#### Given entries:
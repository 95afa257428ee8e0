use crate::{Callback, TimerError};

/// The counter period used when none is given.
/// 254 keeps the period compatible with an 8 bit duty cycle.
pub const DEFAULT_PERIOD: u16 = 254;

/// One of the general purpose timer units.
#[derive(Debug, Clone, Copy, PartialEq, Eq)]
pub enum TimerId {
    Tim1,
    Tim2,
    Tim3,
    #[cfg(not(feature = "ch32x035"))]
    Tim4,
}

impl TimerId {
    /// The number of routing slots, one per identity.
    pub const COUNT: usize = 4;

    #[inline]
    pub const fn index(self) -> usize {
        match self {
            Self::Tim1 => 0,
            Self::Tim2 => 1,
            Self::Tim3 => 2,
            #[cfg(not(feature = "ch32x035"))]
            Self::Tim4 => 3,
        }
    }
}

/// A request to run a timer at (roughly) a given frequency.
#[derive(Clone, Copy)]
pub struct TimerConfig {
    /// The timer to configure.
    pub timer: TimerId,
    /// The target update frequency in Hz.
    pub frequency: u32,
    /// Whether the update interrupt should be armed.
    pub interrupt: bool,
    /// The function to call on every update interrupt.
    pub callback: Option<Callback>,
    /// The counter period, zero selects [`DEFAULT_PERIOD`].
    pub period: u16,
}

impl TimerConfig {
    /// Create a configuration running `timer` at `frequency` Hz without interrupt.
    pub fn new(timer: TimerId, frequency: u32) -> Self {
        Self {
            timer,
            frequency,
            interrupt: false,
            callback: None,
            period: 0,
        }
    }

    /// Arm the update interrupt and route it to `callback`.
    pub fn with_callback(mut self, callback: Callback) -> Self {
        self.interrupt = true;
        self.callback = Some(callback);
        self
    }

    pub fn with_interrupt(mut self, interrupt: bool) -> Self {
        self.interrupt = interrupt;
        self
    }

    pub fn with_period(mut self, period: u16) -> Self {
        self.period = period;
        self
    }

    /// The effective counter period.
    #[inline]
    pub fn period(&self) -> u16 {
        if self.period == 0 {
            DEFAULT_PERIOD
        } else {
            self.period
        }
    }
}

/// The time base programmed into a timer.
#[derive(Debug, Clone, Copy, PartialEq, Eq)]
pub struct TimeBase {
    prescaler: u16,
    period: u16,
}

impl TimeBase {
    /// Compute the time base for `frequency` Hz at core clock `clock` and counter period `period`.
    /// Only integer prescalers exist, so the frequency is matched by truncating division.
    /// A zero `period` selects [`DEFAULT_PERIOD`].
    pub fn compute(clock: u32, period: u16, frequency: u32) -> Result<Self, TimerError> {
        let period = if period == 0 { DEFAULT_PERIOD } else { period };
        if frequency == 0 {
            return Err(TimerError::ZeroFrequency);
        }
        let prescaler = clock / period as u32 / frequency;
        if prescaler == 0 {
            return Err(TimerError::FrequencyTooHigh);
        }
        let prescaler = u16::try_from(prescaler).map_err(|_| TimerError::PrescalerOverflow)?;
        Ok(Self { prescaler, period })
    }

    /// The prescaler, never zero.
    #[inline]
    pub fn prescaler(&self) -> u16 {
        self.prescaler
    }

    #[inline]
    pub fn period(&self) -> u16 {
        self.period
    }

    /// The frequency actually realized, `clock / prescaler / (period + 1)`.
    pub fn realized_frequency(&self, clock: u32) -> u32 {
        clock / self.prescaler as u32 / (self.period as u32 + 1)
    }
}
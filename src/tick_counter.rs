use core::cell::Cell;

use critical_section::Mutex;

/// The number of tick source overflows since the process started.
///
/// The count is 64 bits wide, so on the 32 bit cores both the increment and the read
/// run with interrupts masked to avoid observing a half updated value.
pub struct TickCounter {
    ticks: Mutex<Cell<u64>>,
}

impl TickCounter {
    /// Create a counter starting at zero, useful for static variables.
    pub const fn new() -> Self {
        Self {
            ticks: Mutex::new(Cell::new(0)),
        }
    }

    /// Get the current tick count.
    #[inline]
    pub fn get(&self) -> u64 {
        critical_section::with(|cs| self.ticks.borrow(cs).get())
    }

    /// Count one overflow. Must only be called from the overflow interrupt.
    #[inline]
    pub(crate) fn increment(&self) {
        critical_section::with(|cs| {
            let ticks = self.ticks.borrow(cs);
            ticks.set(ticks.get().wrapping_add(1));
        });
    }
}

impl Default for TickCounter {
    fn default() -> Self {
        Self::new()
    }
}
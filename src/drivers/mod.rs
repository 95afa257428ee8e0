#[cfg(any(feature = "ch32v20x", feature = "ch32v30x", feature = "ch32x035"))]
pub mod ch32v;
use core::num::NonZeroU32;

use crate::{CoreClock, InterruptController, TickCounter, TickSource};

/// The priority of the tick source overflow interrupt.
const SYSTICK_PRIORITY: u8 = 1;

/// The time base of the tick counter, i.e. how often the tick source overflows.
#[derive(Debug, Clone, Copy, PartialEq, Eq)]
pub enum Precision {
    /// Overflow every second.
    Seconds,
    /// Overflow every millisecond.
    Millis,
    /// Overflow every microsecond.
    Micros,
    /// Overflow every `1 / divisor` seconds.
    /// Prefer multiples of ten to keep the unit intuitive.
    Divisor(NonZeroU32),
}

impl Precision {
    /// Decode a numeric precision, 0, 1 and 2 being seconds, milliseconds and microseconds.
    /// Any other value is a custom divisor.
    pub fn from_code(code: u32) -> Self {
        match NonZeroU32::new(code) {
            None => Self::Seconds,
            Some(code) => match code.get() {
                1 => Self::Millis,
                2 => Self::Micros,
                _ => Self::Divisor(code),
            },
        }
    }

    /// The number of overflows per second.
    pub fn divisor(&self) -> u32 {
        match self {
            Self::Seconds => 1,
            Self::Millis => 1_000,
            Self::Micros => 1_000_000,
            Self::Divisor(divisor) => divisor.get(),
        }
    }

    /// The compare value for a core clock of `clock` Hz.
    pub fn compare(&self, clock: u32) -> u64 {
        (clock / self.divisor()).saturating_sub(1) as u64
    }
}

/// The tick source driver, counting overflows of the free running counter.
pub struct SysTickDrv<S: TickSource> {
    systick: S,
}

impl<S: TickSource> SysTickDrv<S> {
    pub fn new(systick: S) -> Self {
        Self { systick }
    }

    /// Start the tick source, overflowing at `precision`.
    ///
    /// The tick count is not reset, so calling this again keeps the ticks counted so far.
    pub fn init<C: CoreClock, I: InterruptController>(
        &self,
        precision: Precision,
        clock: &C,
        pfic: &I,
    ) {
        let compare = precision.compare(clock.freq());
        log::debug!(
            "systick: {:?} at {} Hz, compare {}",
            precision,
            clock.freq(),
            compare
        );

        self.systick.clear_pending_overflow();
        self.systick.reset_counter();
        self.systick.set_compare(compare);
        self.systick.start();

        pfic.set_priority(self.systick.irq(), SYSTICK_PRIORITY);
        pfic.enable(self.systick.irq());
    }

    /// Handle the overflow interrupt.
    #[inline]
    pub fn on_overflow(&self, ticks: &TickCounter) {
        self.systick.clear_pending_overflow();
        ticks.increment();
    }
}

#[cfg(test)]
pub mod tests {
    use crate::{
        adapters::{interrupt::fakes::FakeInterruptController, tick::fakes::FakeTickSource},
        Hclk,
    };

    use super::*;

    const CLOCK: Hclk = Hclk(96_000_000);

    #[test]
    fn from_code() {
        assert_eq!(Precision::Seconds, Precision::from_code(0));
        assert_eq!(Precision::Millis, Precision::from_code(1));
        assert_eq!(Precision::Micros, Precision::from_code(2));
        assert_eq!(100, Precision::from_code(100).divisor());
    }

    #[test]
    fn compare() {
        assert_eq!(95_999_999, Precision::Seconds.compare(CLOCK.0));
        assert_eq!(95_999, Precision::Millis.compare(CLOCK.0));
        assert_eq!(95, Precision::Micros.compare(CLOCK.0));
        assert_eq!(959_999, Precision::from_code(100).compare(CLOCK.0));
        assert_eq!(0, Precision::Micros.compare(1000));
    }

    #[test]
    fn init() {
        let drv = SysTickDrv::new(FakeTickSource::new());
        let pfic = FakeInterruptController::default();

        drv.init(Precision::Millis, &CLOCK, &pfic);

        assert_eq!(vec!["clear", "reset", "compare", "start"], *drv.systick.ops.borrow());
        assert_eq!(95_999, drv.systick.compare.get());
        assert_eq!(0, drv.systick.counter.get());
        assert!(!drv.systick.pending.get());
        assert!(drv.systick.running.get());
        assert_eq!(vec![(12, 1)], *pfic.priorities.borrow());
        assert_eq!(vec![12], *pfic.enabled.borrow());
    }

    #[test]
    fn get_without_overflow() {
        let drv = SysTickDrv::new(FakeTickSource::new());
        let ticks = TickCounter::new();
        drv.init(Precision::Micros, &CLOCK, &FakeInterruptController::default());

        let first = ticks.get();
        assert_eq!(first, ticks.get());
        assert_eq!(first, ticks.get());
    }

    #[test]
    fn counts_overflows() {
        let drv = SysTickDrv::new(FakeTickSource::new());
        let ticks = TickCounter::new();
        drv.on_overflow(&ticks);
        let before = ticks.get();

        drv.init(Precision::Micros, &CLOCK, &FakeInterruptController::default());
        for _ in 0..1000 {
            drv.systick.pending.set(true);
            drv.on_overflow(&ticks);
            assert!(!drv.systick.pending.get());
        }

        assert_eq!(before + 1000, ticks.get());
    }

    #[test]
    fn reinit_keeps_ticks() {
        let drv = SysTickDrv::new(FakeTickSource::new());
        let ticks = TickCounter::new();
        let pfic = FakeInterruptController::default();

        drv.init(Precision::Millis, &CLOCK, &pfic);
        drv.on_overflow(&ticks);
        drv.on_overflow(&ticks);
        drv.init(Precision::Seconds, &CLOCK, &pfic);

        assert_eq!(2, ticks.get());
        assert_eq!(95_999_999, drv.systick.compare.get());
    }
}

#### Exercise aim:
Every line of the listing above that includes "impl" should be copied out.

#### Output of the exercise:
impl TimerId {
impl TimerConfig {
impl TimeBase {
impl TickCounter {
impl Default for TickCounter {
impl Precision {
impl<S: TickSource> SysTickDrv<S> {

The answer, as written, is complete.